11/7/25
started both my new jobs! almost, technically — but i had orientation for my server job, and i started my hosting job yesterday. everything went really good, actually. it was still challenging and somehow perfect for what i needed for my serving job. i Am definitely trying to stay there, at least until i’m done training to be a server. the name of the game now is to observe, and i am watching. i am thinking.
now that i’m home, i’m going to clean up and film my tik tok’s for today. oh — i ate a real egg and cheese croissant today, from cannelle. it was so real. so happy i did that, because that was honestly the highlight of my day.
moving differently now
not the day i thought it would be, but that’s okay. i Am just going on another level than the people around me, and i don’t have time to stick around anymore. i am fully grown, and i was nice for my whole youth. i lived my life for everyone else. but that is pickle juice. like, if i’m sitting there being handed pickle juice and then drinking it — stop. it’s insanity.
so i am leaving my home soon, just like when i moved to california before, and i’m going to have to stand up and be an adult again. everything is coming together for a reason, and I can’t go back down to that low level. that’s not even reality for me anymore.

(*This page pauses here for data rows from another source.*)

//! # Toolchain Discovery
//!
//! Finds the three things the build script needs to activate and invoke:
//!
//! 1.  **Qt SDK root** (e.g. `...\Qt\5.15.2\msvc2019_64`): default under
//!     `%LOCALAPPDATA%\Programs\Qt`.
//! 2.  **MSVC root**: asked from the Visual Studio installer's `vswhere.exe`.
//! 3.  **Build accelerator**: jom as shipped with Qt Creator, or anything nmake-compatible.
//!
//! Each one can be overridden from the command line, in which case no discovery happens for it.

use std::path::{Path, PathBuf};
use log::{debug, info};
use crate::config::HostEnvironment;
use crate::error::DeployError;
use crate::system::SystemOps;

/// Qt version/kit the project is developed against.
pub const QT_KIT: &[&str] = &["Qt", "5.15.2", "msvc2019_64"];

/// jom as installed by the Qt online installer.
pub const JOM: &[&str] = &["Qt", "Tools", "QtCreator", "bin", "jom", "jom.exe"];

/// vswhere, relative to Program Files.
pub const VSWHERE: &[&str] = &["Microsoft Visual Studio", "Installer", "vswhere.exe"];

/// Latest install, prereleases included, any product (Build Tools count).
pub const VSWHERE_ARGS: &[&str] = &[
    "-latest",
    "-prerelease",
    "-products",
    "*",
    "-property",
    "installationPath",
];

/// Resolved toolchain locations. Immutable once located.
#[derive(Debug, Clone, PartialEq, Eq)]
pub struct ToolchainPaths {
    pub qt_root: PathBuf,
    pub msvc_root: PathBuf,
    pub accelerator: PathBuf,
}

impl ToolchainPaths {
    /// `<qt>\bin\qtenv2.bat`
    pub fn qt_env_script(&self) -> PathBuf {
        self.qt_root.join("bin").join("qtenv2.bat")
    }

    /// `<msvc>\VC\Auxiliary\Build\vcvars64.bat`
    pub fn msvc_env_script(&self) -> PathBuf {
        self.msvc_root
            .join("VC")
            .join("Auxiliary")
            .join("Build")
            .join("vcvars64.bat")
    }

    /// `<qt>\bin\windeployqt.exe`
    pub fn windeployqt(&self) -> PathBuf {
        windeployqt_in(&self.qt_root)
    }
}

/// `windeployqt.exe` of the Qt SDK at `qt_root`.
pub fn windeployqt_in(qt_root: &Path) -> PathBuf {
    qt_root.join("bin").join("windeployqt.exe")
}

/// Explicit paths that replace discovery.
#[derive(Debug, Clone, Default)]
pub struct ToolchainOverrides {
    pub qt_root: Option<PathBuf>,
    pub msvc_root: Option<PathBuf>,
    pub accelerator: Option<PathBuf>,
}

/// Resolves all three toolchain paths. Fails on the first one that cannot be found.
pub fn locate(
    env: &HostEnvironment,
    overrides: &ToolchainOverrides,
    system: &impl SystemOps,
) -> Result<ToolchainPaths, DeployError> {
    let qt_root = locate_qt(env, overrides)?;

    let msvc_root = match &overrides.msvc_root {
        Some(p) => p.clone(),
        None => query_msvc_root(env, system)?,
    };
    require(&msvc_root, "MSVC", Path::is_dir)?;

    let accelerator = match &overrides.accelerator {
        Some(p) => p.clone(),
        None => default_under_programs(env, "build accelerator", JOM)?,
    };
    require(&accelerator, "build accelerator", Path::is_file)?;

    let paths = ToolchainPaths {
        qt_root,
        msvc_root,
        accelerator,
    };
    info!("Qt: {:?}", paths.qt_root);
    info!("MSVC: {:?}", paths.msvc_root);
    info!("Accelerator: {:?}", paths.accelerator);
    Ok(paths)
}

/// Resolves only the Qt SDK root. Deploying a prebuilt executable needs nothing else.
pub fn locate_qt(
    env: &HostEnvironment,
    overrides: &ToolchainOverrides,
) -> Result<PathBuf, DeployError> {
    let qt_root = match &overrides.qt_root {
        Some(p) => p.clone(),
        None => default_under_programs(env, "Qt SDK", QT_KIT)?,
    };
    require(&qt_root, "Qt SDK", Path::is_dir)?;
    Ok(qt_root)
}

/// Asks `vswhere.exe` for the newest Visual Studio / Build Tools installation.
fn query_msvc_root(
    env: &HostEnvironment,
    system: &impl SystemOps,
) -> Result<PathBuf, DeployError> {
    let not_found = |reason: String| DeployError::ToolchainNotFound {
        component: "MSVC",
        reason,
    };

    let root = env
        .installer_root()
        .ok_or_else(|| not_found("neither ProgramFiles(x86) nor ProgramFiles is set".to_string()))?;
    let vswhere = join_all(root, VSWHERE);
    if !vswhere.is_file() {
        return Err(not_found(format!("{} does not exist", vswhere.display())));
    }

    debug!("Querying {:?}", vswhere);
    let out = system
        .capture_stdout(&vswhere, VSWHERE_ARGS)
        .map_err(|e| not_found(format!("{:#}", e)))?;

    // Only the first line; vswhere prints one path per install and -latest yields one.
    let path = out.lines().next().map(str::trim).unwrap_or_default();
    if path.is_empty() {
        return Err(not_found("vswhere found no installation".to_string()));
    }
    Ok(PathBuf::from(path))
}

fn default_under_programs(
    env: &HostEnvironment,
    component: &'static str,
    parts: &[&str],
) -> Result<PathBuf, DeployError> {
    env.programs_dir()
        .map(|p| join_all(&p, parts))
        .ok_or_else(|| DeployError::ToolchainNotFound {
            component,
            reason: "LOCALAPPDATA is not set; pass the path explicitly".to_string(),
        })
}

fn require(
    path: &Path,
    component: &'static str,
    check: fn(&Path) -> bool,
) -> Result<(), DeployError> {
    if check(path) {
        Ok(())
    } else {
        Err(DeployError::ToolchainNotFound {
            component,
            reason: format!("{} does not exist", path.display()),
        })
    }
}

fn join_all(base: &Path, parts: &[&str]) -> PathBuf {
    parts.iter().fold(base.to_path_buf(), |acc, p| acc.join(p))
}
use std::collections::HashSet;
use std::sync::Mutex;
use lazy_static::lazy_static;
use log::error;

/// Build directory must be empty when the build script starts.
pub const CLEAN_BUILD_DIR: &str = "Build directory is empty before the build starts";

/// Bundling only ever runs on a file that exists.
pub const ARTIFACT_PRESENT: &str = "Artifact is a regular file before bundling";

lazy_static! {
    /// Stores the set of unique invariant keys (descriptions) that have been successfully asserted.
    static ref CHECKED_INVARIANTS: Mutex<HashSet<String>> = Mutex::new(HashSet::new());
}

/// Asserts that a pipeline invariant holds true.
///
/// If the condition is false, this will panic (in debug/test) or log a critical error (in prod).
/// If true, it records that this invariant was explicitly checked, allowing for "Contract Tests".
///
/// # Arguments
/// * `condition` - The boolean result of the check.
/// * `description` - A human-readable description of the invariant.
/// * `component` - Optional component tag (e.g., "Builder", "Deploy").
pub fn assert_invariant(condition: bool, description: &str, component: Option<&str>) {
    if !condition {
        let msg = format!(
            "CRITICAL INVARIANT VIOLATION [{}]: {}",
            component.unwrap_or("General"),
            description
        );
        error!("{}", msg);

        if cfg!(debug_assertions) || cfg!(test) {
            panic!("{}", msg);
        }
    } else if let Ok(mut set) = CHECKED_INVARIANTS.lock() {
        set.insert(description.to_string());
    }
}

/// A "Contract Test" verifies that specific invariants were actually checked during execution.
///
/// # Arguments
/// * `context` - Name of the test context.
/// * `required_invariants` - List of description strings that MUST have been asserted.
#[cfg(test)]
pub fn contract_test(context: &str, required_invariants: &[&str]) {
    let checked = CHECKED_INVARIANTS.lock().unwrap();
    let missing: Vec<&str> = required_invariants
        .iter()
        .copied()
        .filter(|req| !checked.contains(*req))
        .collect();

    if !missing.is_empty() {
        panic!(
            "Contract Test Failed for '{}'. The following invariants were NOT checked:\n{:#?}",
            context, missing
        );
    }
}
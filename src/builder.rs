//! # Build Logic
//!
//! Turns a build directory and a located toolchain into a `Komiq.exe`:
//! 1. Wipe and recreate the build directory (every build is a clean build).
//! 2. Write a throwaway `.bat` that activates Qt and MSVC, runs CMake, then jom/nmake.
//! 3. Run it through `cmd /C` and wait.
//! 4. Delete the script whatever happened.
//!
//! The activation scripts only change the environment of the `cmd` session that calls
//! them, which is why everything goes through one script instead of separate processes.

use std::io::Write;
use std::path::{Path, PathBuf};
use log::{debug, info, warn};
use crate::error::DeployError;
use crate::invariant_ppt::{assert_invariant, CLEAN_BUILD_DIR};
use crate::system::SystemOps;
use crate::toolchain::ToolchainPaths;

/// File name of the executable CMake produces at the root of the build directory.
pub const DEFAULT_ARTIFACT: &str = "Komiq.exe";

/// Suppresses jom's startup banner.
const JOM_NO_BANNER: &str = "/nologo";

/// Everything one build needs.
#[derive(Debug, Clone)]
pub struct BuildRequest<'a> {
    /// Directory holding `CMakeLists.txt`.
    pub project_root: &'a Path,
    /// Owned by this build; destroyed and recreated.
    pub build_dir: &'a Path,
    pub toolchain: &'a ToolchainPaths,
    /// Explicit accelerator arguments. `None` means "infer from the accelerator's name".
    pub accelerator_args: Option<&'a [String]>,
    pub artifact_name: &'a str,
}

impl BuildRequest<'_> {
    /// Where the artifact will be if the build succeeds.
    pub fn artifact_path(&self) -> PathBuf {
        self.build_dir.join(self.artifact_name)
    }
}

/// Arguments passed to the build accelerator.
///
/// Explicit arguments always win. Without them, jom gets `/nologo` and anything else
/// (nmake, ninja...) gets nothing.
pub fn accelerator_flags(accelerator: &Path, explicit: Option<&[String]>) -> Vec<String> {
    if let Some(args) = explicit {
        return args.to_vec();
    }
    let is_jom = accelerator
        .file_stem()
        .is_some_and(|s| s.to_string_lossy().eq_ignore_ascii_case("jom"));
    if is_jom {
        vec![JOM_NO_BANNER.to_string()]
    } else {
        Vec::new()
    }
}

/// Renders the batch script for `req`. Lines are CRLF-terminated for cmd.exe.
pub fn synthesize_script(req: &BuildRequest) -> String {
    let tc = req.toolchain;
    let make_program = format!("\"-DCMAKE_MAKE_PROGRAM={}\"", tc.accelerator.display());

    let mut invoke = quote_path(&tc.accelerator);
    for flag in accelerator_flags(&tc.accelerator, req.accelerator_args) {
        invoke.push(' ');
        invoke.push_str(&quote_arg(&flag));
    }

    let lines = [
        "@echo off".to_string(),
        format!("call {} || exit /b 1", quote_path(&tc.qt_env_script())),
        format!("call {} || exit /b 1", quote_path(&tc.msvc_env_script())),
        format!("cd /d {} || exit /b 1", quote_path(req.build_dir)),
        format!(
            "cmake -G \"NMake Makefiles\" -DCMAKE_BUILD_TYPE=Release {} {} || exit /b 1",
            make_program,
            quote_path(req.project_root)
        ),
        format!("{} || exit /b 1", invoke),
    ];

    let mut script = lines.join("\r\n");
    script.push_str("\r\n");
    script
}

/// Paths are always quoted: `&`, `(`, `^` and friends are legal in Windows paths
/// but split the line in cmd.exe. A path can never contain `"`.
fn quote_path(p: &Path) -> String {
    format!("\"{}\"", p.display())
}

/// Accelerator arguments are quoted only when cmd.exe would otherwise split or expand them.
fn quote_arg(s: &str) -> String {
    let special = |c: char| c.is_whitespace() || "\"&|<>()^%".contains(c);
    if s.is_empty() || s.contains(special) {
        format!("\"{}\"", s.replace('"', "\"\""))
    } else {
        s.to_string()
    }
}

/// Removes `dir` (if present) and creates it again, empty.
pub fn recreate_build_dir(dir: &Path) -> Result<(), DeployError> {
    if dir.exists() {
        debug!("Removing previous build directory {:?}", dir);
        std::fs::remove_dir_all(dir).map_err(DeployError::io("build", "failed to remove", dir))?;
    }
    std::fs::create_dir_all(dir).map_err(DeployError::io("build", "failed to create", dir))?;

    let empty = std::fs::read_dir(dir)
        .map(|mut entries| entries.next().is_none())
        .unwrap_or(false);
    assert_invariant(empty, CLEAN_BUILD_DIR, Some("Builder"));
    Ok(())
}

/// Runs a clean build and returns where the artifact should be.
///
/// The returned path is not checked; the deploy step validates it.
pub fn build(req: &BuildRequest, system: &impl SystemOps) -> Result<PathBuf, DeployError> {
    recreate_build_dir(req.build_dir)?;

    let script_text = synthesize_script(req);
    let script = write_script(&script_text)?;
    debug!("Build script {:?}:\n{}", &*script, script_text);

    info!("Building in {:?}...", req.build_dir);
    let result = system.run_script(&script, req.build_dir);

    // TempPath deletes on drop too; closing explicitly surfaces the error in the log.
    if let Err(e) = script.close() {
        warn!("Failed to remove build script: {}", e);
    }

    let exit = result.map_err(|e| DeployError::Io {
        stage: "build",
        action: "failed to run build script in",
        path: req.build_dir.to_path_buf(),
        source: std::io::Error::other(format!("{:#}", e)),
    })?;
    if !exit.success() {
        return Err(DeployError::BuildFailed { code: exit.code });
    }

    Ok(req.artifact_path())
}

/// Writes the script to `%TEMP%\komiq-build-XXXX.bat`. The file goes away when the guard drops.
fn write_script(text: &str) -> Result<tempfile::TempPath, DeployError> {
    let tmp = std::env::temp_dir();
    let mut file = tempfile::Builder::new()
        .prefix("komiq-build-")
        .suffix(".bat")
        .tempfile()
        .map_err(DeployError::io("build", "failed to create script in", &tmp))?;
    file.write_all(text.as_bytes())
        .and_then(|_| file.flush())
        .map_err(DeployError::io("build", "failed to write", file.path()))?;

    // Drop the handle so cmd.exe can open the file; the path guard still owns cleanup.
    Ok(file.into_temp_path())
}
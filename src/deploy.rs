//! # Deployment
//!
//! Stages a built executable into the install directory and lets `windeployqt` copy the
//! Qt DLLs, plugins and translations next to it.

use std::ffi::OsString;
use std::fs::{self, FileTimes, OpenOptions};
use std::path::{Path, PathBuf};
use log::{debug, info};
use crate::error::DeployError;
use crate::invariant_ppt::{assert_invariant, ARTIFACT_PRESENT};
use crate::system::SystemOps;

/// Copies `artifact` into `target` and bundles its Qt runtime.
///
/// Returns the path of the deployed executable.
pub fn stage(
    artifact: &Path,
    target: &Path,
    windeployqt: &Path,
    system: &impl SystemOps,
) -> Result<PathBuf, DeployError> {
    if !artifact.is_file() {
        return Err(DeployError::BuildArtifactMissing {
            path: artifact.to_path_buf(),
        });
    }

    let file_name = artifact
        .file_name()
        .ok_or_else(|| DeployError::BuildArtifactMissing {
            path: artifact.to_path_buf(),
        })?;

    fs::create_dir_all(target).map_err(DeployError::io("deploy", "failed to create", target))?;

    let deployed = target.join(file_name);
    copy_preserving_times(artifact, &deployed)?;
    info!("Copied {:?} -> {:?}", artifact, deployed);

    assert_invariant(deployed.is_file(), ARTIFACT_PRESENT, Some("Deploy"));
    bundle(&deployed, windeployqt, system)?;

    Ok(deployed)
}

/// Like `shutil.copy2`: contents, permissions and modified/accessed times.
fn copy_preserving_times(from: &Path, to: &Path) -> Result<(), DeployError> {
    let meta = fs::metadata(from).map_err(DeployError::io("deploy", "failed to stat", from))?;
    fs::copy(from, to).map_err(DeployError::io("deploy", "failed to copy to", to))?;

    let mut times = FileTimes::new();
    if let Ok(modified) = meta.modified() {
        times = times.set_modified(modified);
    }
    if let Ok(accessed) = meta.accessed() {
        times = times.set_accessed(accessed);
    }

    OpenOptions::new()
        .write(true)
        .open(to)
        .and_then(|f| f.set_times(times))
        .map_err(DeployError::io("deploy", "failed to set timestamps on", to))
}

/// Runs `windeployqt <exe>` with its chatter discarded.
fn bundle(exe: &Path, windeployqt: &Path, system: &impl SystemOps) -> Result<(), DeployError> {
    debug!("Running {:?} on {:?}", windeployqt, exe);
    let args: Vec<OsString> = vec![exe.as_os_str().to_os_string()];

    let exit = system
        .run_quiet(windeployqt, &args)
        .map_err(|e| DeployError::Io {
            stage: "deploy",
            action: "failed to run",
            path: windeployqt.to_path_buf(),
            source: std::io::Error::other(format!("{:#}", e)),
        })?;

    if !exit.success() {
        return Err(DeployError::BundlingFailed { code: exit.code });
    }
    Ok(())
}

everyone can’t come with you
everybody is not gonna come with you. the door is only fit for one. it’s better to be with yourself than in bad company. i’m not going to be stressed out anymore — hateful, vengeful, angry, mean — never, ever. that’s not even me.
i don’t want to cry. i want to move on with my life.
i’ve been nothing but disrespected, but somehow you want to see me as respectful? it’s never going to make sense. and to take advantage of a child is gross as well. i was nothing but a sweet boy, completely different, fully aware. just straight-up neurodivergent, and i was punished for that.
the real tea is that sometimes you were always getting abused for who you are.